#### PROVIDED RECORDS

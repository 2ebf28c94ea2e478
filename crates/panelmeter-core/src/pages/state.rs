//! Top-level instrument state machine.
//!
//! Six states form the measurement ring cycled by wipe gestures or
//! encoder rotation: each page has an Init state that paints the static
//! chrome once and a steady state that only feeds samples. The setup
//! page sits outside the ring and is entered/left via buttons.

/// Instrument display state.
#[derive(Debug, Clone, Copy, PartialEq, Eq)]
pub enum InstrState {
    MeterInit,
    Meter,
    BargraphInit,
    Bargraph,
    ScopeInit,
    Scope,
    SetupInit,
    Setup,
}

impl InstrState {
    /// Position in the ordered state list. The measurement ring occupies
    /// indices 0..=5; setup states sit outside it.
    pub fn index(self) -> u8 {
        match self {
            InstrState::MeterInit => 0,
            InstrState::Meter => 1,
            InstrState::BargraphInit => 2,
            InstrState::Bargraph => 3,
            InstrState::ScopeInit => 4,
            InstrState::Scope => 5,
            InstrState::SetupInit => 6,
            InstrState::Setup => 7,
        }
    }

    /// Inverse of [`InstrState::index`] on the six-state ring.
    pub fn from_ring_index(idx: u8) -> Self {
        match idx % 6 {
            0 => InstrState::MeterInit,
            1 => InstrState::Meter,
            2 => InstrState::BargraphInit,
            3 => InstrState::Bargraph,
            4 => InstrState::ScopeInit,
            _ => InstrState::Scope,
        }
    }

    /// Next state in the ring, with wraparound.
    pub fn next(self) -> Self {
        Self::from_ring_index((self.index() + 1) % 6)
    }

    /// Previous state in the ring, with wraparound.
    pub fn prev(self) -> Self {
        Self::from_ring_index((self.index() + 5) % 6)
    }

    pub fn is_init(self) -> bool {
        matches!(
            self,
            InstrState::MeterInit
                | InstrState::BargraphInit
                | InstrState::ScopeInit
                | InstrState::SetupInit
        )
    }

    /// The steady state belonging to this page.
    pub fn steady(self) -> Self {
        match self {
            InstrState::MeterInit => InstrState::Meter,
            InstrState::BargraphInit => InstrState::Bargraph,
            InstrState::ScopeInit => InstrState::Scope,
            InstrState::SetupInit => InstrState::Setup,
            other => other,
        }
    }

    /// The Init state belonging to this page.
    pub fn init_state(self) -> Self {
        match self {
            InstrState::Meter => InstrState::MeterInit,
            InstrState::Bargraph => InstrState::BargraphInit,
            InstrState::Scope => InstrState::ScopeInit,
            InstrState::Setup => InstrState::SetupInit,
            other => other,
        }
    }

    pub fn is_setup(self) -> bool {
        matches!(self, InstrState::SetupInit | InstrState::Setup)
    }
}

#[cfg(test)]
mod tests {
    use super::*;

    #[test]
    fn ring_wraps_forward() {
        let mut s = InstrState::MeterInit;
        for _ in 0..6 {
            s = s.next();
        }
        assert_eq!(s, InstrState::MeterInit);
    }

    #[test]
    fn ring_wraps_backward() {
        assert_eq!(InstrState::MeterInit.prev(), InstrState::Scope);
        assert_eq!(InstrState::Scope.prev(), InstrState::ScopeInit);
    }

    #[test]
    fn four_forward_steps_from_meter_init() {
        let mut s = InstrState::MeterInit;
        for _ in 0..4 {
            s = s.next();
        }
        assert_eq!(s.index(), (InstrState::MeterInit.index() + 4) % 6);
        assert_eq!(s, InstrState::ScopeInit);
    }
}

########

### YOUR TASK
Throughout the records above, find the lines in which the word "bool" appears and return them.

### RESPONSE FOR THIS EXERCISE
    pub fn is_init(self) -> bool {
    pub fn is_setup(self) -> bool {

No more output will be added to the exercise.